L’exception française en Charente
Loin de ce vacarme financier, la France tente de résister avec un modèle radicalement opposé.
À Angeac-Charente, sur l’un des plus grands gisements d’Europe, la démarche reste purement bénévole et académique. Ici, pas de ventes aux enchères ni de spéculation : les fossiles sont extraits avec une minutie chirurgicale pour comprendre notre passé, pas pour décorer un hall d’entrée.

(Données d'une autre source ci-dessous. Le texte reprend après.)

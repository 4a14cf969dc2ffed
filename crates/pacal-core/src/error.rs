//! Error handling for pacal
//!
//! Provides structured error types for configuration loading and
//! validation and for G-code generation.
//!
//! All error types use `thiserror` for ergonomic error handling.

use std::io;
use thiserror::Error;

/// Errors related to configuration loading and validation.
#[derive(Error, Debug)]
pub enum ConfigError {
    /// The config file could not be read.
    #[error("Failed to read config file: {0}")]
    ReadError(#[from] io::Error),

    /// The config file contains invalid JSON.
    #[error("Invalid JSON config: {0}")]
    JsonError(#[from] serde_json::Error),

    /// The config file contains invalid TOML.
    #[error("Invalid TOML config: {0}")]
    TomlError(#[from] toml::de::Error),

    /// The config could not be serialized to TOML.
    #[error("Failed to serialize TOML config: {0}")]
    TomlSerialize(#[from] toml::ser::Error),

    /// The config file extension is not recognized.
    #[error("Config file must be .json or .toml: {0}")]
    UnknownExtension(String),

    /// A parameter value is out of the valid range.
    #[error("Parameter '{name}' out of range: {value} ({reason})")]
    OutOfRange {
        /// The parameter name.
        name: &'static str,
        /// The offending value.
        value: f64,
        /// Why the value is rejected.
        reason: &'static str,
    },

    /// Parameters are mutually incompatible.
    #[error("Incompatible parameters: {0}")]
    Incompatible(String),
}

/// Top-level error type for pacal operations.
#[derive(Error, Debug)]
pub enum Error {
    /// A configuration error occurred.
    #[error("Configuration error: {0}")]
    Config(#[from] ConfigError),

    /// G-code generation failed.
    #[error("G-code generation failed: {0}")]
    GenerationFailed(String),

    /// I/O error during file operations.
    #[error("I/O error: {0}")]
    Io(#[from] io::Error),
}

/// Result type alias for pacal operations.
pub type Result<T> = std::result::Result<T, Error>;

#[cfg(test)]
mod tests {
    use super::*;

    #[test]
    fn test_config_error_display() {
        let err = ConfigError::OutOfRange {
            name: "filament_diameter",
            value: 0.0,
            reason: "must be > 0",
        };
        assert_eq!(
            err.to_string(),
            "Parameter 'filament_diameter' out of range: 0 (must be > 0)"
        );

        let err = ConfigError::UnknownExtension("settings.yaml".to_string());
        assert_eq!(
            err.to_string(),
            "Config file must be .json or .toml: settings.yaml"
        );
    }

    #[test]
    fn test_error_conversion() {
        let cfg_err = ConfigError::Incompatible("min above max".to_string());
        let err: Error = cfg_err.into();
        assert!(matches!(err, Error::Config(_)));

        let io_err = io::Error::new(io::ErrorKind::PermissionDenied, "access denied");
        let err: Error = io_err.into();
        assert!(matches!(err, Error::Io(_)));
    }
}
//! Extrusion flow math.

use pacal_settings::ExtrusionSettings;
use std::f64::consts::PI;

/// Filament length to extrude for a planar move of `length` mm.
///
/// The extruded bead is modeled as a rectangle of `width` ×
/// `layer_height`; the feed distance is the bead volume divided by the
/// filament cross-section. Pure arithmetic; callers guarantee a
/// positive filament diameter (enforced by `Config::validate`).
pub fn extrusion_for_length(length: f64, extrusion: &ExtrusionSettings) -> f64 {
    let bead_area = extrusion.width * extrusion.layer_height;
    let filament_area = PI * (extrusion.filament_diameter / 2.0).powi(2);
    bead_area * length / filament_area
}
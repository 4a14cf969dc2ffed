//! # Pacal G-code
//!
//! This crate generates the pressure-advance calibration toolpath:
//! a tower of zig-zag lines printed with alternating fast and slow
//! segments while the firmware's pressure-advance value is stepped
//! linearly from layer to layer. Reading the tower afterwards (the
//! layer with the cleanest speed transitions) gives the value to
//! configure.
//!
//! ## Modules
//!
//! - **flow**: conversion of planar travel distance into extruded
//!   filament length
//! - **builder**: G-code emission buffer with explicit toolhead state
//! - **generator**: the calibration print sequence

pub mod builder;
pub mod flow;
pub mod generator;

pub use builder::GcodeBuilder;
pub use flow::extrusion_for_length;
pub use generator::PaTestGenerator;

C’est le choc de deux mondes.
D’un côté, la patience infinie des chercheurs français qui analysent chaque fragment dans la boue argileuse. De l’autre, la frénésie du marché américain qui valorise l’esthétique et la taille, quitte à « embellir » la réalité pour faire monter les enchères.
Science ou décoration de luxe ?
Cette marchandisation pose une question éthique vertigineuse.
Si les plus beaux spécimens finissent dans des salons privés, ils deviennent inaccessibles aux chercheurs et au grand public. Une perte sèche pour la connaissance universelle, d’autant que l’authenticité de ces « objets de collection » est parfois douteuse, certains squelettes étant reconstitués à plus de 50 % avec de la résine.
Le dinosaure est-il encore un trésor scientifique ou juste un meuble hors de prix ?
L’enquête d’Anaïs Bard, Juliette Jonas et Gaëlle Pidoux force à regarder cette réalité en face : nous sommes peut-être en train de privatiser l’histoire de la vie sur Terre.